From: karl williamson (public@khwilliamson.com)
Date: Tue Nov 24 2009 - 16:48:34 CST
Thanks for your reply. I'm afraid I'm still confused.
The sentence before Table 1b is the first mention in this document of
combining character sequences; it would be nice it it discussed what
they were, and why even mention them at all? In the past, I just
presumed they were an earlier concept that was superseded by grapheme
clusters.
They are discussed some in 3.6 of the actual standard, and here there
seem to me to be contradictions:
"• A grapheme cluster is similar, but not identical to a combining
character sequence. A combining character sequence starts with a base
character and extends across any subsequent sequence of combining marks,
nonspacing or spacing. A combining character sequence is most directly
relevant to processing issues related to normalization, comparison, and
searching.
• A grapheme cluster starts with a grapheme base and extends across any
subsequent sequence of nonspacing marks. A grapheme cluster is most
directly relevant to text rendering and such processes as cursor
placement and text selection in editing."

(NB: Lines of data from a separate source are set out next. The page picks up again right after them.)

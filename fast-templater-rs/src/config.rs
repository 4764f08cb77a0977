//! CLI configuration file.
//!
//! Read from `$XDG_CONFIG_HOME/fast-templater/config.toml`:
//!
//! ```toml
//! vault = "~/Notes"
//! settings_path = "/elsewhere/data.json"
//! templater_command = "templater-cli --strict"
//! ```
//!
//! Every key is optional and command-line flags take precedence.

use crate::error::{Result, TemplaterError};
use crate::settings::JsonFileStorage;
use serde::{Deserialize, Serialize};
use std::path::{Path, PathBuf};
use tracing::debug;

pub const CONFIG_DIR_NAME: &str = "fast-templater";
pub const CONFIG_FILE_NAME: &str = "config.toml";

#[derive(Debug, Clone, Default, PartialEq, Eq, Serialize, Deserialize)]
#[serde(default)]
pub struct Config {
    /// Default vault root.
    pub vault: Option<PathBuf>,
    /// Where the settings blob lives, if not in the vault's plugin folder.
    pub settings_path: Option<PathBuf>,
    /// External macro-expansion program.
    pub templater_command: Option<String>,
}

impl Config {
    /// Location of the config file, if the platform has a config directory.
    pub fn default_path() -> Option<PathBuf> {
        dirs::config_dir().map(|dir| dir.join(CONFIG_DIR_NAME).join(CONFIG_FILE_NAME))
    }

    /// Load the config file from its default location. A missing file gives
    /// the defaults.
    pub fn load() -> Result<Self> {
        match Self::default_path() {
            Some(path) => Self::load_from(&path),
            None => Ok(Self::default()),
        }
    }

    pub fn load_from(path: &Path) -> Result<Self> {
        if !path.exists() {
            debug!(path = %path.display(), "no config file, using defaults");
            return Ok(Self::default());
        }
        let text = std::fs::read_to_string(path)?;
        let mut config: Config = toml::from_str(&text)?;
        config.vault = config.vault.map(|p| expand_home(&p));
        config.settings_path = config.settings_path.map(|p| expand_home(&p));
        Ok(config)
    }

    /// The vault to operate on: the command-line value, else the configured
    /// one, else the current directory.
    pub fn resolve_vault_path(&self, cli_vault: Option<&Path>) -> Result<PathBuf> {
        let path = match (cli_vault, &self.vault) {
            (Some(path), _) => expand_home(path),
            (None, Some(path)) => path.clone(),
            (None, None) => std::env::current_dir()?,
        };
        if !path.is_dir() {
            return Err(TemplaterError::VaultNotFound(path));
        }
        Ok(path)
    }

    /// Settings storage for `vault`, honoring an explicit override.
    pub fn settings_storage(&self, vault: &Path, cli_settings: Option<&Path>) -> JsonFileStorage {
        match cli_settings.or(self.settings_path.as_deref()) {
            Some(path) => JsonFileStorage::new(expand_home(path)),
            None => JsonFileStorage::in_vault(vault),
        }
    }
}

fn expand_home(path: &Path) -> PathBuf {
    match path.strip_prefix("~") {
        Ok(rest) => match dirs::home_dir() {
            Some(home) => home.join(rest),
            None => path.to_path_buf(),
        },
        Err(_) => path.to_path_buf(),
    }
}
//! CLI command implementations.

pub mod args;
pub mod output;

pub mod insert;
pub mod parse;
pub mod presets;
pub mod settings;
pub mod templates;

pub use args::{Cli, Commands};
pub use output::Output;
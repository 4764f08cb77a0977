//! Output formatting for CLI commands.

use crate::cli::args::OutputFormat;
use crate::error::Result;
use serde::Serialize;

/// Helper for formatting and printing output.
pub struct Output {
    format: OutputFormat,
    quiet: bool,
}

impl Output {
    pub fn new(format: OutputFormat, quiet: bool) -> Self {
        Self { format, quiet }
    }

    /// Render a serializable value in the configured format.
    pub fn render<T: Serialize>(&self, value: &T) -> Result<String> {
        Ok(match self.format {
            OutputFormat::Json => serde_json::to_string_pretty(value)?,
            OutputFormat::Yaml => serde_yaml::to_string(value)?.trim_end().to_string(),
            OutputFormat::Toml => {
                // TOML requires a table at the root
                let json = serde_json::to_value(value)?;
                if json.is_object() {
                    toml::to_string_pretty(value)?.trim_end().to_string()
                } else {
                    toml::to_string_pretty(&Wrapped { items: value })?
                        .trim_end()
                        .to_string()
                }
            }
        })
    }

    /// Print a serializable value in the configured format.
    pub fn print<T: Serialize>(&self, value: &T) -> Result<()> {
        println!("{}", self.render(value)?);
        Ok(())
    }

    /// Print a message if not in quiet mode.
    pub fn info(&self, message: &str) {
        if !self.quiet {
            eprintln!("{}", message);
        }
    }

    /// Print a warning message.
    pub fn warn(&self, message: &str) {
        eprintln!("Warning: {}", message);
    }
}

#[derive(Serialize)]
struct Wrapped<'a, T: Serialize> {
    items: &'a T,
}

/// Standard response structure for commands.
#[derive(Debug, Serialize)]
pub struct CommandResponse<T> {
    #[serde(skip_serializing_if = "Option::is_none")]
    pub data: Option<T>,

    #[serde(skip_serializing_if = "Option::is_none")]
    pub message: Option<String>,
}

impl<T> CommandResponse<T> {
    pub fn data(data: T) -> Self {
        Self {
            data: Some(data),
            message: None,
        }
    }

    pub fn with_message(mut self, msg: impl Into<String>) -> Self {
        self.message = Some(msg.into());
        self
    }
}

impl CommandResponse<()> {
    pub fn message(msg: impl Into<String>) -> Self {
        Self {
            data: None,
            message: Some(msg.into()),
        }
    }
}
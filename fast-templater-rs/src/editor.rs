//! Editor capability.
//!
//! The engine never owns a document: it reads and edits one through
//! [`Editor`]. [`TextBuffer`] is the in-memory implementation used by the CLI
//! (a note file loaded into memory) and by tests.

use crate::parser::frontmatter::parse_frontmatter;
use crate::types::Frontmatter;
use serde::Serialize;

/// A 0-based line/character position. `ch` counts Unicode scalar values.
#[derive(Debug, Clone, Copy, PartialEq, Eq, PartialOrd, Ord, Serialize)]
pub struct EditorPosition {
    pub line: usize,
    pub ch: usize,
}

impl EditorPosition {
    pub fn new(line: usize, ch: usize) -> Self {
        Self { line, ch }
    }

    pub fn line_start(line: usize) -> Self {
        Self { line, ch: 0 }
    }
}

/// Text editing operations the insertion pipeline needs from its host.
pub trait Editor {
    /// Full text of the document.
    fn content(&self) -> String;

    fn cursor(&self) -> EditorPosition;

    /// Replace the selection (or insert at the cursor) and leave the cursor
    /// after the inserted text.
    fn replace_selection(&mut self, text: &str);

    /// Replace the text between two positions.
    fn replace_range(&mut self, text: &str, from: EditorPosition, to: EditorPosition);

    /// Frontmatter of the document being edited. Unparseable frontmatter
    /// reads as empty.
    fn active_file_frontmatter(&self) -> Frontmatter {
        parse_frontmatter(&self.content()).frontmatter
    }
}

/// An in-memory document with a selection.
#[derive(Debug, Clone, PartialEq, Eq)]
pub struct TextBuffer {
    content: String,
    /// Byte offsets, `anchor <= head` not required.
    anchor: usize,
    head: usize,
}

impl TextBuffer {
    /// Create a buffer with the cursor at the end of the document.
    pub fn new(content: impl Into<String>) -> Self {
        let content = content.into();
        let end = content.len();
        Self {
            content,
            anchor: end,
            head: end,
        }
    }

    pub fn with_cursor(mut self, position: EditorPosition) -> Self {
        self.set_cursor(position);
        self
    }

    pub fn set_cursor(&mut self, position: EditorPosition) {
        let offset = self.offset_of(position);
        self.anchor = offset;
        self.head = offset;
    }

    pub fn select(&mut self, from: EditorPosition, to: EditorPosition) {
        self.anchor = self.offset_of(from);
        self.head = self.offset_of(to);
    }

    pub fn as_str(&self) -> &str {
        &self.content
    }

    pub fn into_content(self) -> String {
        self.content
    }

    /// Byte offset of a position, clamped to the document.
    pub fn offset_of(&self, position: EditorPosition) -> usize {
        let mut line_start = 0;
        for _ in 0..position.line {
            match self.content[line_start..].find('\n') {
                Some(i) => line_start += i + 1,
                None => return self.content.len(),
            }
        }
        let line_end = self.content[line_start..]
            .find('\n')
            .map_or(self.content.len(), |i| line_start + i);
        self.content[line_start..line_end]
            .char_indices()
            .nth(position.ch)
            .map_or(line_end, |(i, _)| line_start + i)
    }

    /// Position of a byte offset.
    pub fn position_of(&self, offset: usize) -> EditorPosition {
        let offset = offset.min(self.content.len());
        let before = &self.content[..offset];
        let line = before.matches('\n').count();
        let line_start = before.rfind('\n').map_or(0, |i| i + 1);
        EditorPosition {
            line,
            ch: self.content[line_start..offset].chars().count(),
        }
    }

    fn replace_offsets(&mut self, text: &str, from: usize, to: usize) {
        let (from, to) = if from <= to { (from, to) } else { (to, from) };
        self.content.replace_range(from..to, text);

        let map = |offset: usize| {
            if offset < from {
                offset
            } else if offset >= to {
                offset - (to - from) + text.len()
            } else {
                from + text.len()
            }
        };
        self.anchor = map(self.anchor);
        self.head = map(self.head);
    }
}

impl Editor for TextBuffer {
    fn content(&self) -> String {
        self.content.clone()
    }

    fn cursor(&self) -> EditorPosition {
        self.position_of(self.head)
    }

    fn replace_selection(&mut self, text: &str) {
        let from = self.anchor.min(self.head);
        let to = self.anchor.max(self.head);
        self.content.replace_range(from..to, text);
        self.anchor = from + text.len();
        self.head = self.anchor;
    }

    fn replace_range(&mut self, text: &str, from: EditorPosition, to: EditorPosition) {
        let from = self.offset_of(from);
        let to = self.offset_of(to);
        self.replace_offsets(text, from, to);
    }
}

#[cfg(test)]
mod tests {
    use super::*;
    use pretty_assertions::assert_eq;

    #[test]
    fn test_offsets_and_positions() {
        let buffer = TextBuffer::new("ab\ncdé\n\nxyz");
        assert_eq!(buffer.offset_of(EditorPosition::new(0, 0)), 0);
        assert_eq!(buffer.offset_of(EditorPosition::new(1, 2)), 5);
        assert_eq!(buffer.offset_of(EditorPosition::new(1, 3)), 7);
        // Past the end of a line clamps to the line end.
        assert_eq!(buffer.offset_of(EditorPosition::new(0, 10)), 2);
        // Past the last line clamps to the document end.
        assert_eq!(buffer.offset_of(EditorPosition::new(9, 0)), buffer.as_str().len());
        assert_eq!(buffer.position_of(5), EditorPosition::new(1, 2));
        assert_eq!(buffer.cursor(), EditorPosition::new(3, 3));
    }

    #[test]
    fn test_replace_selection_moves_cursor() {
        let mut buffer = TextBuffer::new("hello world").with_cursor(EditorPosition::new(0, 5));
        buffer.replace_selection(",");
        assert_eq!(buffer.as_str(), "hello, world");
        assert_eq!(buffer.cursor(), EditorPosition::new(0, 6));

        buffer.select(EditorPosition::new(0, 7), EditorPosition::new(0, 12));
        buffer.replace_selection("there");
        assert_eq!(buffer.as_str(), "hello, there");
    }

    #[test]
    fn test_replace_range_shifts_cursor() {
        let mut buffer = TextBuffer::new("one\ntwo\nthree").with_cursor(EditorPosition::new(2, 0));
        buffer.replace_range("ONE\nONE\n", EditorPosition::line_start(0), EditorPosition::line_start(1));
        assert_eq!(buffer.as_str(), "ONE\nONE\ntwo\nthree");
        assert_eq!(buffer.cursor(), EditorPosition::new(3, 0));
    }

    #[test]
    fn test_insert_at_cursor_pushes_cursor_forward() {
        let mut buffer = TextBuffer::new("body").with_cursor(EditorPosition::new(0, 0));
        buffer.replace_range("head\n", EditorPosition::new(0, 0), EditorPosition::new(0, 0));
        buffer.replace_selection("X");
        assert_eq!(buffer.as_str(), "head\nXbody");
    }

    #[test]
    fn test_active_file_frontmatter() {
        let buffer = TextBuffer::new("---\ntitle: Hi\n---\nbody");
        let fm = buffer.active_file_frontmatter();
        assert_eq!(fm.get("title").and_then(|v| v.as_str()), Some("Hi"));
    }
}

This seems to me to imply that a base character is always the first item
of a combining character sequence, and the word 'any' seems to me to
imply 0 or more marks following it. The definition earlier in the
section, however, does give the definition in the table we're
discussing. I do see why a mark in isolation could be coerced into
being considered as a base character in that context.
And this doesn't help me understand why there is the concept of a
combining character sequence and why that is more relevant than a
grapheme cluster to normalization, comparison, and searching.
verdy_p wrote:
> The definition is correct, and explained in the table which says "A single base character is **not** a combining
> character sequence."
>
> The table makes distinctions between the four cases, defined without overlaps, that can make (when joined
> **together** in a union) a single grapheme cluster.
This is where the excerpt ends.